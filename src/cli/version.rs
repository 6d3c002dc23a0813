/// Display version information
pub fn execute() -> String {
    format!(
        "originbind {}\nPer-player IP binding for game servers",
        env!("CARGO_PKG_VERSION")
    )
}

#### The problem:
Please restate every line of the records exactly.

#### Response box:
filename src/cli/version.rs
repository 6d3c002dc23a0813
/// Display version information
pub fn execute() -> String {
    format!(
        "originbind {}\nPer-player IP binding for game servers",
        env!("CARGO_PKG_VERSION")
    )
}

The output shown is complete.